* **TASK INSTRUCTIONS**: Read through the data and report every line in which the word "tracing" occurs.

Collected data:
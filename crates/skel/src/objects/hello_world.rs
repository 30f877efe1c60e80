use skel_runtime::{EventLoop, TaskId};
use skel_types::{CallError, Value};

use crate::args::Args;
use crate::dispatcher::{call_async, call_sync, Dispatcher};
use crate::ops::{BusyThreads, ContentiousThreads, Shout, SleepyThreads, Wave};

/// Result of calling a method by name
#[derive(Debug, Clone, PartialEq)]
pub enum MethodResult {
    /// Synchronous method returned directly
    Value(Value),
    /// Asynchronous method queued; its callback fires during `EventLoop::run`
    Queued(TaskId),
}

/// The exported class: one sync method and four pool-backed ones
#[derive(Clone)]
pub struct HelloWorld {
    methods: Dispatcher,
}

impl HelloWorld {
    pub fn new() -> Self {
        Self::with_methods(
            Dispatcher::new()
                .with(Wave)
                .with(Shout)
                .with(SleepyThreads)
                .with(BusyThreads::new())
                .with(ContentiousThreads::new()),
        )
    }

    /// Use a custom method table
    pub fn with_methods(methods: Dispatcher) -> Self {
        tracing::debug!(methods = ?methods.names(), "HelloWorld created");
        Self { methods }
    }

    pub fn wave(&self) -> Result<Value, CallError> {
        self.methods.call_sync("wave", &Args::new())
    }

    pub fn shout(&self, lp: &EventLoop, args: Args) -> Result<TaskId, CallError> {
        self.methods.call_async(lp, "shout", args)
    }

    pub fn sleepy_threads(&self, lp: &EventLoop, args: Args) -> Result<TaskId, CallError> {
        self.methods.call_async(lp, "sleepy_threads", args)
    }

    pub fn busy_threads(&self, lp: &EventLoop, args: Args) -> Result<TaskId, CallError> {
        self.methods.call_async(lp, "busy_threads", args)
    }

    pub fn contentious_threads(&self, lp: &EventLoop, args: Args) -> Result<TaskId, CallError> {
        self.methods.call_async(lp, "contentious_threads", args)
    }

    pub fn has_method(&self, name: &str) -> bool {
        self.methods.contains(name)
    }

    pub fn methods(&self) -> Vec<&str> {
        self.methods.names()
    }

    /// Call a method by name, routing on whether it takes a callback.
    pub fn call(&self, lp: &EventLoop, method: &str, args: Args) -> Result<MethodResult, CallError> {
        let op = self.methods.get(method)?;
        match op.callback_index() {
            Some(_) => call_async(lp, op.as_ref(), args).map(MethodResult::Queued),
            None => call_sync(op.as_ref(), &args).map(MethodResult::Value),
        }
    }
}

impl Default for HelloWorld {
    fn default() -> Self {
        Self::new()
    }
}
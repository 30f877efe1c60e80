// Dispatcher - Validates calls and routes them inline or to the worker pool
//
// Operations are registered by name. Each operation turns its arguments into
// a self-contained work closure; the dispatcher decides where that closure
// runs and who hears about the result.

use std::collections::HashMap;
use std::sync::Arc;

use skel_runtime::{CompletionHandler, EventLoop, Promise, Task, TaskId, Work};
use skel_types::{CallError, Value};

use crate::args::Args;

// ─────────────────────────────────────────────────────────────────────────────
// Operation Trait
// ─────────────────────────────────────────────────────────────────────────────

/// A named callable unit
pub trait Operation: Send + Sync {
    /// Name the operation is registered under
    fn name(&self) -> &str;

    /// Argument position of the completion callback, if the operation takes one
    fn callback_index(&self) -> Option<usize> {
        None
    }

    /// Validate `args` and capture them into a work closure.
    ///
    /// Must not have side effects: nothing runs until the closure is called.
    fn prepare(&self, args: &Args) -> Result<Work, CallError>;
}

// ─────────────────────────────────────────────────────────────────────────────
// Call Paths
// ─────────────────────────────────────────────────────────────────────────────

/// Validate and run on the calling thread.
pub fn call_sync(op: &dyn Operation, args: &Args) -> Result<Value, CallError> {
    let work = op.prepare(args)?;
    tracing::trace!(operation = op.name(), "running inline");
    work()
}

/// Validate, then run on the pool and deliver to the callback in `args`.
///
/// The callback is checked first, then the remaining arguments. Any failure
/// here is returned directly and nothing is queued.
pub fn call_async(lp: &EventLoop, op: &dyn Operation, mut args: Args) -> Result<TaskId, CallError> {
    let index = op.callback_index().ok_or_else(|| {
        CallError::invocation(format!("operation '{}' does not take a callback", op.name()))
    })?;
    let callback = args.take_callback(index)?;
    let work = op.prepare(&args)?;

    let id = lp.submit(
        Task::from_work(op.name(), work),
        CompletionHandler::Callback(callback),
    )?;
    Ok(id)
}

/// Validate, then run on the pool and resolve the returned promise.
pub fn call_promise(lp: &EventLoop, op: &dyn Operation, args: &Args) -> Result<Promise, CallError> {
    let work = op.prepare(args)?;
    let promise = lp.submit_promise(Task::from_work(op.name(), work))?;
    Ok(promise)
}

// ─────────────────────────────────────────────────────────────────────────────
// Dispatcher
// ─────────────────────────────────────────────────────────────────────────────

/// Registry of operations, callable by name
#[derive(Clone, Default)]
pub struct Dispatcher {
    operations: HashMap<String, Arc<dyn Operation>>,
}

impl Dispatcher {
    /// Create a new empty dispatcher
    pub fn new() -> Self {
        Self::default()
    }

    /// Register an operation under its own name, replacing any previous one
    pub fn register(&mut self, op: Arc<dyn Operation>) {
        let name = op.name().to_string();
        if self.operations.insert(name.clone(), op).is_some() {
            tracing::debug!(operation = %name, "replaced registered operation");
        }
    }

    /// Builder form of [`Dispatcher::register`]
    pub fn with(mut self, op: impl Operation + 'static) -> Self {
        self.register(Arc::new(op));
        self
    }

    /// Get an operation by name
    pub fn get(&self, name: &str) -> Result<Arc<dyn Operation>, CallError> {
        self.operations
            .get(name)
            .cloned()
            .ok_or_else(|| CallError::invocation(format!("no operation named '{}'", name)))
    }

    /// Check if an operation is registered
    pub fn contains(&self, name: &str) -> bool {
        self.operations.contains_key(name)
    }

    /// Registered operation names, sorted
    pub fn names(&self) -> Vec<&str> {
        let mut names: Vec<_> = self.operations.keys().map(String::as_str).collect();
        names.sort_unstable();
        names
    }

    pub fn len(&self) -> usize {
        self.operations.len()
    }

    pub fn is_empty(&self) -> bool {
        self.operations.is_empty()
    }

    pub fn call_sync(&self, name: &str, args: &Args) -> Result<Value, CallError> {
        call_sync(self.get(name)?.as_ref(), args)
    }

    pub fn call_async(&self, lp: &EventLoop, name: &str, args: Args) -> Result<TaskId, CallError> {
        call_async(lp, self.get(name)?.as_ref(), args)
    }

    pub fn call_promise(&self, lp: &EventLoop, name: &str, args: &Args) -> Result<Promise, CallError> {
        call_promise(lp, self.get(name)?.as_ref(), args)
    }
}
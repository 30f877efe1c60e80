//! Configuration file (skel.toml)
//!
//! Every section is optional. Pool size resolution, highest first:
//! command line, `SKEL_THREADPOOL_SIZE`, `[pool] size`, built-in default.

use std::path::{Path, PathBuf};

use serde::{Deserialize, Serialize};
use skel_runtime::{PoolConfig, RuntimeError, DEFAULT_POOL_SIZE};
use thiserror::Error;

/// Default tracing filter when neither `RUST_LOG` nor `[log] filter` is set
pub const DEFAULT_LOG_FILTER: &str = "skel=info,skel_runtime=info";

/// Phrase used by benchmark runs
pub const DEFAULT_BENCH_PHRASE: &str = "rawr";

/// Config loading errors
#[derive(Debug, Error)]
pub enum ConfigError {
    #[error("Config file not found: {0}")]
    NotFound(PathBuf),

    #[error("Failed to read file: {0}")]
    ReadError(#[from] std::io::Error),

    #[error("Failed to parse TOML: {0}")]
    TomlParseError(#[from] toml::de::Error),

    #[error("Invalid pool size: {0}")]
    PoolSize(#[from] RuntimeError),
}

/// Root of skel.toml
#[derive(Debug, Clone, Default, PartialEq, Serialize, Deserialize)]
#[serde(deny_unknown_fields)]
pub struct SkelConfig {
    #[serde(default)]
    pub pool: PoolSection,
    #[serde(default)]
    pub log: LogSection,
    #[serde(default)]
    pub bench: BenchSection,
}

/// `[pool]`
#[derive(Debug, Clone, Default, PartialEq, Serialize, Deserialize)]
pub struct PoolSection {
    pub size: Option<usize>,
}

/// `[log]`
#[derive(Debug, Clone, PartialEq, Serialize, Deserialize)]
pub struct LogSection {
    #[serde(default = "default_log_filter")]
    pub filter: String,
}

impl Default for LogSection {
    fn default() -> Self {
        Self {
            filter: default_log_filter(),
        }
    }
}

fn default_log_filter() -> String {
    DEFAULT_LOG_FILTER.to_string()
}

/// `[bench]`
#[derive(Debug, Clone, PartialEq, Serialize, Deserialize)]
pub struct BenchSection {
    #[serde(default = "default_bench_phrase")]
    pub phrase: String,
}

impl Default for BenchSection {
    fn default() -> Self {
        Self {
            phrase: default_bench_phrase(),
        }
    }
}

fn default_bench_phrase() -> String {
    DEFAULT_BENCH_PHRASE.to_string()
}

impl SkelConfig {
    /// Load from a file
    pub fn load(path: &Path) -> Result<Self, ConfigError> {
        if !path.exists() {
            return Err(ConfigError::NotFound(path.to_path_buf()));
        }
        let content = std::fs::read_to_string(path)?;
        let config = Self::parse(&content)?;
        tracing::debug!("Loaded config from {}", path.display());
        Ok(config)
    }

    /// Load from a file if one was given, else defaults
    pub fn load_or_default(path: Option<&Path>) -> Result<Self, ConfigError> {
        match path {
            Some(path) => Self::load(path),
            None => Ok(Self::default()),
        }
    }

    pub fn parse(content: &str) -> Result<Self, ConfigError> {
        Ok(toml::from_str(content)?)
    }

    /// Resolve the pool size, `cli` taking precedence.
    pub fn pool_config(&self, cli: Option<usize>) -> Result<PoolConfig, ConfigError> {
        if let Some(size) = cli {
            return Ok(PoolConfig::new(size)?);
        }
        if let Some(config) = PoolConfig::from_env_if_set() {
            return Ok(config);
        }
        let size = self.pool.size.unwrap_or(DEFAULT_POOL_SIZE);
        Ok(PoolConfig::new(size)?)
    }
}
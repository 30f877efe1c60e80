//! Error taxonomy for dispatched calls.

use std::fmt;

/// Broad category of a call failure.
#[derive(Debug, Clone, Copy, PartialEq, Eq, Hash)]
pub enum ErrorKind {
    /// Required argument missing, empty or of the wrong type
    Construction,
    /// Options argument malformed, or an option key has the wrong type
    Validation,
    /// Completion handler missing or not invocable, or no such operation
    Invocation,
    /// The operation's business rule rejected the input
    Domain,
    /// Pool or event-loop failure outside the operation's control
    Runtime,
}

impl fmt::Display for ErrorKind {
    fn fmt(&self, f: &mut fmt::Formatter<'_>) -> fmt::Result {
        match self {
            ErrorKind::Construction => write!(f, "construction"),
            ErrorKind::Validation => write!(f, "validation"),
            ErrorKind::Invocation => write!(f, "invocation"),
            ErrorKind::Domain => write!(f, "domain"),
            ErrorKind::Runtime => write!(f, "runtime"),
        }
    }
}

/// Errors produced by a dispatched call.
///
/// Construction, validation and invocation errors are raised before any task
/// exists. Domain and runtime errors are delivered through the completion
/// path for asynchronous calls.
#[derive(Debug, Clone, PartialEq, Eq, thiserror::Error)]
pub enum CallError {
    #[error("{0}")]
    Construction(String),

    #[error("{0}")]
    Validation(String),

    #[error("{0}")]
    Invocation(String),

    #[error("{0}")]
    Domain(String),

    #[error("{0}")]
    Runtime(String),
}

impl CallError {
    pub fn construction(message: impl Into<String>) -> Self {
        CallError::Construction(message.into())
    }

    pub fn validation(message: impl Into<String>) -> Self {
        CallError::Validation(message.into())
    }

    pub fn invocation(message: impl Into<String>) -> Self {
        CallError::Invocation(message.into())
    }

    pub fn domain(message: impl Into<String>) -> Self {
        CallError::Domain(message.into())
    }

    pub fn runtime(message: impl Into<String>) -> Self {
        CallError::Runtime(message.into())
    }

    /// Category of this error
    pub fn kind(&self) -> ErrorKind {
        match self {
            CallError::Construction(_) => ErrorKind::Construction,
            CallError::Validation(_) => ErrorKind::Validation,
            CallError::Invocation(_) => ErrorKind::Invocation,
            CallError::Domain(_) => ErrorKind::Domain,
            CallError::Runtime(_) => ErrorKind::Runtime,
        }
    }

    /// Human-readable description
    pub fn message(&self) -> &str {
        match self {
            CallError::Construction(m)
            | CallError::Validation(m)
            | CallError::Invocation(m)
            | CallError::Domain(m)
            | CallError::Runtime(m) => m,
        }
    }

    /// True for failures that are rejected before any task is created
    pub fn is_preflight(&self) -> bool {
        matches!(
            self.kind(),
            ErrorKind::Construction | ErrorKind::Validation | ErrorKind::Invocation
        )
    }
}
//! Skel Types - Values, option schemas and errors shared by the call surface
//!
//! This crate contains the pure data structures that flow between callers,
//! the dispatcher and the worker pool. It has no threading of its own.

mod error;
mod options;
mod value;

pub use error::*;
pub use options::*;
pub use value::*;
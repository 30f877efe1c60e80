//! Dynamic value type for call-surface arguments and results
//!
//! Arguments arrive untyped, the way a scripting host hands them over, and
//! are only given meaning by validation. Results flow back the same way.

use std::collections::HashMap;

// ─────────────────────────────────────────────────────────────────────────────
// Value Type
// ─────────────────────────────────────────────────────────────────────────────

/// Untyped argument or result value
///
/// Supports:
/// - Missing values (`Undefined`) distinct from explicit `Null`
/// - Primitive types (bool, int, float, string)
/// - Raw byte buffers
/// - Compound types (arrays, objects)
#[derive(Debug, Clone, PartialEq, Default)]
pub enum Value {
    /// Argument was not supplied
    #[default]
    Undefined,
    /// Explicit null
    Null,
    /// Boolean value
    Bool(bool),
    /// 64-bit integer
    Int(i64),
    /// 64-bit floating point
    Float(f64),
    /// UTF-8 string
    String(String),
    /// Raw bytes
    Buffer(Vec<u8>),
    /// Ordered array of values
    Array(Vec<Value>),
    /// Key/value mapping
    Object(HashMap<String, Value>),
}

// i64 bounds as f64; the upper one is 2^63 and itself out of range
const I64_MIN_F: f64 = i64::MIN as f64;
const I64_MAX_F: f64 = i64::MAX as f64;

// ─────────────────────────────────────────────────────────────────────────────
// Value Accessors
// ─────────────────────────────────────────────────────────────────────────────

impl Value {
    /// Check if value is a structured mapping
    pub fn is_object(&self) -> bool {
        matches!(self, Value::Object(_))
    }

    /// Get as boolean
    pub fn as_bool(&self) -> Option<bool> {
        match self {
            Value::Bool(b) => Some(*b),
            _ => None,
        }
    }

    /// Get as i64 (also converts from float if lossless)
    pub fn as_i64(&self) -> Option<i64> {
        match self {
            Value::Int(i) => Some(*i),
            Value::Float(f) if f.fract() == 0.0 && (I64_MIN_F..I64_MAX_F).contains(f) => Some(*f as i64),
            _ => None,
        }
    }

    /// Get as f64 (also converts from int)
    pub fn as_f64(&self) -> Option<f64> {
        match self {
            Value::Float(f) => Some(*f),
            Value::Int(i) => Some(*i as f64),
            _ => None,
        }
    }

    /// Get as string reference
    pub fn as_str(&self) -> Option<&str> {
        match self {
            Value::String(s) => Some(s),
            _ => None,
        }
    }

    /// Get as byte slice
    pub fn as_buffer(&self) -> Option<&[u8]> {
        match self {
            Value::Buffer(b) => Some(b),
            _ => None,
        }
    }

    /// Get as object fields reference
    pub fn as_object(&self) -> Option<&HashMap<String, Value>> {
        match self {
            Value::Object(fields) => Some(fields),
            _ => None,
        }
    }

    /// Get a field from an object
    pub fn get(&self, key: &str) -> Option<&Value> {
        self.as_object().and_then(|obj| obj.get(key))
    }
}

// ─────────────────────────────────────────────────────────────────────────────
// Value Constructors
// ─────────────────────────────────────────────────────────────────────────────

impl Value {
    /// Create an empty object
    pub fn empty_object() -> Self {
        Value::Object(HashMap::new())
    }

    /// Create an object from key-value pairs
    pub fn object_from_pairs<I, K, V>(pairs: I) -> Self
    where
        I: IntoIterator<Item = (K, V)>,
        K: Into<String>,
        V: Into<Value>,
    {
        let fields = pairs
            .into_iter()
            .map(|(k, v)| (k.into(), v.into()))
            .collect();
        Value::Object(fields)
    }
}

// ─────────────────────────────────────────────────────────────────────────────
// From Implementations
// ─────────────────────────────────────────────────────────────────────────────

impl From<bool> for Value {
    fn from(v: bool) -> Self {
        Value::Bool(v)
    }
}

impl From<i32> for Value {
    fn from(v: i32) -> Self {
        Value::Int(v as i64)
    }
}

impl From<i64> for Value {
    fn from(v: i64) -> Self {
        Value::Int(v)
    }
}

impl From<u32> for Value {
    fn from(v: u32) -> Self {
        Value::Int(v as i64)
    }
}

impl From<u64> for Value {
    fn from(v: u64) -> Self {
        i64::try_from(v).map(Value::Int).unwrap_or(Value::Float(v as f64))
    }
}

impl From<usize> for Value {
    fn from(v: usize) -> Self {
        i64::try_from(v).map(Value::Int).unwrap_or(Value::Float(v as f64))
    }
}

impl From<f64> for Value {
    fn from(v: f64) -> Self {
        Value::Float(v)
    }
}

impl From<String> for Value {
    fn from(v: String) -> Self {
        Value::String(v)
    }
}

impl From<&str> for Value {
    fn from(v: &str) -> Self {
        Value::String(v.to_string())
    }
}

impl From<Vec<u8>> for Value {
    fn from(v: Vec<u8>) -> Self {
        Value::Buffer(v)
    }
}

impl From<Vec<Value>> for Value {
    fn from(v: Vec<Value>) -> Self {
        Value::Array(v)
    }
}

impl<T: Into<Value>> From<Option<T>> for Value {
    fn from(v: Option<T>) -> Self {
        match v {
            Some(val) => val.into(),
            None => Value::Undefined,
        }
    }
}

// ─────────────────────────────────────────────────────────────────────────────
// Tests
// ─────────────────────────────────────────────────────────────────────────────
impl BenchReport {
    pub fn elapsed_ms(&self) -> u128 {
        self.elapsed.as_millis()
    }

    /// Runs per second; `None` when the run was too quick to time in ms
    pub fn rate(&self) -> Option<f64> {
        match self.elapsed_ms() {
            0 => None,
            ms => Some(self.runs as f64 / (ms as f64 / 1000.0)),
        }
    }

    /// Machine-readable form of the report
    pub fn to_json(&self) -> serde_json::Value {
        json!({
            "runs": self.runs,
            "iterations": self.iterations,
            "concurrency": self.concurrency,
            "elapsed_ms": self.elapsed_ms() as u64,
            "rate": self.rate(),
            "mode": self.mode.map(|m| m.as_str()),
            "rss_kb": self.memory.map(|m| m.rss_kb),
            "peak_rss_kb": self.memory.map(|m| m.peak_rss_kb),
        })
    }

    pub fn check_min_rate(&self, min: f64) -> Result<(), BenchError> {
        match self.rate() {
            Some(rate) if rate < min => Err(BenchError::BelowMinRate { rate, min }),
            _ => Ok(()),
        }
    }
}

impl fmt::Display for BenchReport {
    fn fmt(&self, f: &mut fmt::Formatter<'_>) -> fmt::Result {
        match self.rate() {
            Some(rate) => writeln!(
                f,
                "Benchmark speed: {:.0} runs/s (runs:{} ms:{} )",
                rate,
                self.runs,
                self.elapsed_ms()
            )?,
            None => writeln!(
                f,
                "Warning: ms timer not high enough resolution to reliably track rate. Try more iterations"
            )?,
        }

        match (&self.memory, self.mode) {
            (Some(mem), _) => writeln!(
                f,
                "Benchmark peak mem (max_rss, current_rss): {:.1} MB {:.1} MB",
                mem.peak_rss_mb(),
                mem.rss_mb()
            )?,
            (None, None) => writeln!(f, "Note: pass --mem to track memory usage")?,
            (None, Some(_)) => {}
        }

        write!(
            f,
            "Benchmark iterations: {} concurrency: {}",
            self.iterations, self.concurrency
        )?;
        if let Some(mode) = self.mode {
            write!(f, " mode: {}", mode)?;
        }
        Ok(())
    }
}

/// Result of timing one construction and one call
#[derive(Debug, Clone)]
pub struct SingleReport {
    pub constructor: Duration,
    pub shout: Duration,
    pub result: Value,
    pub rss_delta_kb: i64,
}

impl SingleReport {
    pub fn to_json(&self) -> serde_json::Value {
        json!({
            "constructor_ms": self.constructor.as_secs_f64() * 1000.0,
            "shout_ms": self.shout.as_secs_f64() * 1000.0,
            "result": self.result.as_str(),
            "rss_delta_kb": self.rss_delta_kb,
        })
    }
}

impl fmt::Display for SingleReport {
    fn fmt(&self, f: &mut fmt::Formatter<'_>) -> fmt::Result {
        writeln!(f, "constructor: {:.3}ms", self.constructor.as_secs_f64() * 1000.0)?;
        writeln!(f, "shout: {:.3}ms", self.shout.as_secs_f64() * 1000.0)?;
        write!(f, "total memory used: {:.2} MB", self.rss_delta_kb as f64 / 1024.0)
    }
}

* **SOLUTION FOR THIS EXERCISE**:
        tracing::debug!(methods = ?methods.names(), "HelloWorld created");
    tracing::trace!(operation = op.name(), "running inline");
            tracing::debug!(operation = %name, "replaced registered operation");
/// Default tracing filter when neither `RUST_LOG` nor `[log] filter` is set
        tracing::debug!("Loaded config from {}", path.display());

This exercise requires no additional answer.